Uçsuz bucaksız, karanlık denizin ortasında, yüzlerce metre uzunluğunda devasa bir ejderha dalgaları hızla yararak ilerliyordu.
Devasa kafası, sabit ve gururlu bir şekilde su yüzeyinin üzerine çıkmıştı. Kafasının üzerinde iki kişi duruyordu: Leon ve Elina.
Her yönden esen şiddetli rüzgârlar ve önündeki sonsuz deniz, Elina'nın gülümsemesini engelleyemedi. Heyecanla tezahürat yaptı, gözleri parlıyordu.
"Genç Efendim, siz gerçekten bir dahisiniz! Bu ejderhanın yardımıyla kıtanın ucuna çok daha hızlı ulaşabiliriz!"
Yanında duran Leon'a döndü ve hayranlık dolu gözlerle ona baktı.
Leon hafifçe güldü, dudaklarında gururlu bir gülümseme belirdi.
Kollarını göğsünde kavuşturup ufka doğru baktı ve cevap verdi: "Bana böyle iltifat etmene gerek yok, Elina. Ama haklısın, bu ejderha sayesinde yolculuğumuz çok daha hızlı olacak."
Deniz esintisi yüzünü okşadı, siyah saçları rüzgarda dalgalandı.

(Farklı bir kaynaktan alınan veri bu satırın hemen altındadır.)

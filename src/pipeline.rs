use std::path::{Path, PathBuf};

use regex::Regex;

use crate::error::{MorselError, Result};
use crate::models::{CellValue, NormalizedRow};

// ---------------------------------------------------------------------------
// Schema resolution
// ---------------------------------------------------------------------------

/// Header indices of the five required columns in one input file.
struct ColumnMap {
    product: usize,
    quantity: usize,
    price: usize,
    date: usize,
    region: usize,
}

/// Map raw headers onto the required logical columns, trimming whitespace and
/// lower-casing. A missing column fails the whole run; skipping the file
/// instead would silently under-report sales.
fn resolve_columns(headers: &csv::StringRecord, file: &Path) -> Result<ColumnMap> {
    let find = |name: &'static str| -> Result<usize> {
        headers
            .iter()
            .position(|h| h.trim().to_lowercase() == name)
            .ok_or_else(|| MorselError::MissingColumn {
                file: file.display().to_string(),
                column: name,
            })
    };
    Ok(ColumnMap {
        product: find("product")?,
        quantity: find("quantity")?,
        price: find("price")?,
        date: find("date")?,
        region: find("region")?,
    })
}

// ---------------------------------------------------------------------------
// Per-file processing
// ---------------------------------------------------------------------------

/// Matches the product line we keep: "pink morsel" with an optional plural s,
/// any case, no other text.
pub fn product_pattern() -> Regex {
    Regex::new(r"(?i)^pink\s+morsels?$").unwrap()
}

fn round2(val: f64) -> f64 {
    (val * 100.0).round() / 100.0
}

fn process_file(path: &Path, pattern: &Regex) -> Result<Vec<NormalizedRow>> {
    let file = std::fs::File::open(path)?;
    let mut rdr = csv::ReaderBuilder::new()
        .flexible(true)
        .from_reader(std::io::BufReader::new(file));
    let cols = resolve_columns(rdr.headers()?, path)?;

    let mut rows = Vec::new();
    for result in rdr.records() {
        let record = result?;
        let Some(product) = record.get(cols.product) else {
            continue;
        };
        if !pattern.is_match(product.trim()) {
            continue;
        }
        let quantity = CellValue::from_field(record.get(cols.quantity).unwrap_or(""));
        let price = CellValue::from_field(record.get(cols.price).unwrap_or(""));
        let sales = match (quantity.to_number(), price.to_number()) {
            (Some(q), Some(p)) => Some(q * p),
            _ => None,
        };
        rows.push(NormalizedRow {
            sales,
            date: record.get(cols.date).unwrap_or("").to_string(),
            region: record.get(cols.region).unwrap_or("").to_string(),
        });
    }
    Ok(rows)
}

// ---------------------------------------------------------------------------
// run
// ---------------------------------------------------------------------------

#[derive(Debug)]
pub struct PipelineResult {
    pub rows_written: usize,
    pub output_path: PathBuf,
}

fn discover_csv_files(input_dir: &Path) -> Result<Vec<PathBuf>> {
    let mut files = Vec::new();
    for entry in std::fs::read_dir(input_dir)? {
        let entry = entry?;
        let path = entry.path();
        if path.is_file()
            && path
                .extension()
                .map_or(false, |e| e.eq_ignore_ascii_case("csv"))
        {
            files.push(path);
        }
    }
    // File-name order keeps the concatenated output deterministic.
    files.sort();
    if files.is_empty() {
        return Err(MorselError::NoCsvFiles(input_dir.display().to_string()));
    }
    Ok(files)
}

/// Run the full ingestion pass: read every CSV in `input_dir`, keep Pink
/// Morsel rows, compute sales, and write the consolidated file to
/// `output_path`, overwriting any previous run.
pub fn run(input_dir: &Path, output_path: &Path) -> Result<PipelineResult> {
    let files = discover_csv_files(input_dir)?;
    let pattern = product_pattern();

    let mut all_rows = Vec::new();
    for file in &files {
        all_rows.extend(process_file(file, &pattern)?);
    }

    if let Some(parent) = output_path.parent() {
        std::fs::create_dir_all(parent)?;
    }
    let mut wtr = csv::Writer::from_path(output_path)?;
    wtr.write_record(["sales", "date", "region"])?;
    for row in &all_rows {
        let sales = match row.sales {
            Some(v) => format!("{:.2}", round2(v)),
            None => String::new(),
        };
        wtr.write_record([sales.as_str(), row.date.as_str(), row.region.as_str()])?;
    }
    wtr.flush()?;

    Ok(PipelineResult {
        rows_written: all_rows.len(),
        output_path: output_path.to_path_buf(),
    })
}

#[cfg(test)]
mod tests {
    use super::*;

    fn write_csv(dir: &Path, name: &str, content: &str) -> PathBuf {
        let path = dir.join(name);
        std::fs::write(&path, content).unwrap();
        path
    }

    #[test]
    fn test_product_pattern() {
        let re = product_pattern();
        assert!(re.is_match("pink morsel"));
        assert!(re.is_match("Pink Morsels"));
        assert!(re.is_match("PINK  MORSEL"));
        assert!(!re.is_match("pink morsel deluxe"));
        assert!(!re.is_match("morsel"));
        assert!(!re.is_match("pinkmorsel"));
    }

    #[test]
    fn test_sales_computation() {
        let dir = tempfile::tempdir().unwrap();
        write_csv(
            dir.path(),
            "sales.csv",
            "product,quantity,price,date,region\n\
             pink morsel,3,$2.50,2021-01-10,north\n",
        );
        let out = dir.path().join("out.csv");
        let result = run(dir.path(), &out).unwrap();
        assert_eq!(result.rows_written, 1);
        let content = std::fs::read_to_string(&out).unwrap();
        assert!(content.contains("7.50,2021-01-10,north"), "got: {content}");
    }

    #[test]
    fn test_filters_other_products() {
        let dir = tempfile::tempdir().unwrap();
        write_csv(
            dir.path(),
            "sales.csv",
            "product,quantity,price,date,region\n\
             Pink Morsels,2,3.00,2021-01-10,north\n\
             pink morsel deluxe,5,1.00,2021-01-10,north\n\
             gold morsel,4,2.00,2021-01-11,south\n",
        );
        let out = dir.path().join("out.csv");
        let result = run(dir.path(), &out).unwrap();
        assert_eq!(result.rows_written, 1);
    }

    #[test]
    fn test_unparseable_cells_become_empty_sales() {
        let dir = tempfile::tempdir().unwrap();
        write_csv(
            dir.path(),
            "sales.csv",
            "product,quantity,price,date,region\n\
             pink morsel,abc,2.00,2021-01-10,north\n\
             pink morsel,2,,2021-01-11,south\n",
        );
        let out = dir.path().join("out.csv");
        let result = run(dir.path(), &out).unwrap();
        assert_eq!(result.rows_written, 2);
        let content = std::fs::read_to_string(&out).unwrap();
        assert_eq!(
            content,
            "sales,date,region\n,2021-01-10,north\n,2021-01-11,south\n"
        );
    }

    #[test]
    fn test_non_finite_cells_become_empty_sales() {
        let dir = tempfile::tempdir().unwrap();
        write_csv(
            dir.path(),
            "sales.csv",
            "product,quantity,price,date,region\n\
             pink morsel,NaN,2.00,2021-01-10,north\n\
             pink morsel,2,inf,2021-01-11,south\n",
        );
        let out = dir.path().join("out.csv");
        let result = run(dir.path(), &out).unwrap();
        assert_eq!(result.rows_written, 2);
        let content = std::fs::read_to_string(&out).unwrap();
        assert_eq!(
            content,
            "sales,date,region\n,2021-01-10,north\n,2021-01-11,south\n"
        );
    }

    #[test]
    fn test_headers_normalized_case_and_whitespace() {
        let dir = tempfile::tempdir().unwrap();
        write_csv(
            dir.path(),
            "sales.csv",
            " Product ,QUANTITY, Price ,Date,REGION\n\
             pink morsel,1,2.00,2021-01-10,east\n",
        );
        let out = dir.path().join("out.csv");
        let result = run(dir.path(), &out).unwrap();
        assert_eq!(result.rows_written, 1);
    }

    #[test]
    fn test_missing_column_is_fatal() {
        let dir = tempfile::tempdir().unwrap();
        write_csv(
            dir.path(),
            "sales.csv",
            "product,quantity,date,region\n\
             pink morsel,1,2021-01-10,east\n",
        );
        let out = dir.path().join("out.csv");
        let err = run(dir.path(), &out).unwrap_err();
        let msg = err.to_string();
        assert!(msg.contains("price"), "got: {msg}");
        assert!(msg.contains("sales.csv"), "got: {msg}");
    }

    #[test]
    fn test_empty_directory_is_fatal() {
        let dir = tempfile::tempdir().unwrap();
        let out = dir.path().join("out.csv");
        let err = run(dir.path(), &out).unwrap_err();
        assert!(matches!(err, MorselError::NoCsvFiles(_)));
    }

    #[test]
    fn test_files_concatenated_in_name_order() {
        let dir = tempfile::tempdir().unwrap();
        write_csv(
            dir.path(),
            "b.csv",
            "product,quantity,price,date,region\n\
             pink morsel,1,2.00,2021-02-01,south\n",
        );
        write_csv(
            dir.path(),
            "a.csv",
            "product,quantity,price,date,region\n\
             pink morsel,1,1.00,2021-01-01,north\n",
        );
        let out = dir.path().join("out.csv");
        run(dir.path(), &out).unwrap();
        let content = std::fs::read_to_string(&out).unwrap();
        let north = content.find("north").unwrap();
        let south = content.find("south").unwrap();
        assert!(north < south);
    }

    #[test]
    fn test_zero_match_file_contributes_nothing() {
        let dir = tempfile::tempdir().unwrap();
        write_csv(
            dir.path(),
            "a.csv",
            "product,quantity,price,date,region\n\
             gold morsel,1,1.00,2021-01-01,north\n",
        );
        write_csv(
            dir.path(),
            "b.csv",
            "product,quantity,price,date,region\n\
             pink morsel,1,2.00,2021-02-01,south\n",
        );
        let out = dir.path().join("out.csv");
        let result = run(dir.path(), &out).unwrap();
        assert_eq!(result.rows_written, 1);
    }

    #[test]
    fn test_rerun_is_byte_identical() {
        let dir = tempfile::tempdir().unwrap();
        write_csv(
            dir.path(),
            "sales.csv",
            "product,quantity,price,date,region\n\
             pink morsel,2,\"$3.00\",2021-01-10,north\n\
             Pink Morsel,4,1.5,2021-01-20,north\n",
        );
        // Output lands in a subdirectory, as in real runs, so the second
        // pass does not discover it as an input.
        let out = dir.path().join("processed").join("out.csv");
        run(dir.path(), &out).unwrap();
        let first = std::fs::read(&out).unwrap();
        run(dir.path(), &out).unwrap();
        let second = std::fs::read(&out).unwrap();
        assert_eq!(first, second);
    }

    #[test]
    fn test_scenario_two_files() {
        let dir = tempfile::tempdir().unwrap();
        write_csv(
            dir.path(),
            "daily_sales_data_0.csv",
            "product,quantity,price,date,region\n\
             Pink Morsels,2,$3.00,2021-01-10,north\n",
        );
        write_csv(
            dir.path(),
            "daily_sales_data_1.csv",
            "product,quantity,price,date,region\n\
             Pink Morsel,4,1.5,2021-01-20,north\n",
        );
        let out = dir.path().join("out.csv");
        let result = run(dir.path(), &out).unwrap();
        assert_eq!(result.rows_written, 2);
        let content = std::fs::read_to_string(&out).unwrap();
        assert_eq!(
            content,
            "sales,date,region\n6.00,2021-01-10,north\n6.00,2021-01-20,north\n"
        );
    }
}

Bulutlu gökyüzünün altında, silueti her zamankinden daha çarpıcı, daha yakışıklı görünüyordu.
İlk başta ejderhayı öldürmeyi planlamıştı. Ama sonra bir şeyin farkına vardı: aralarında gerçek bir düşmanlık yoktu.
Dahası, dün hanın restoranında tanıştıkları adama göre, Deniz Ejderha İmparatoru hiç kimseye zarar vermemişti.
Sadece bir kez bir gemiyi batırmıştı ve o da geminin onu kışkırttığı için olmuştu.
Bu yüzden Leon, sebepsiz yere onu öldürmek yerine, yaratığı evcilleştirip Elina'yla birlikte denizdeki hedeflerine ulaşmak için onu binek olarak kullanmaya karar verdi.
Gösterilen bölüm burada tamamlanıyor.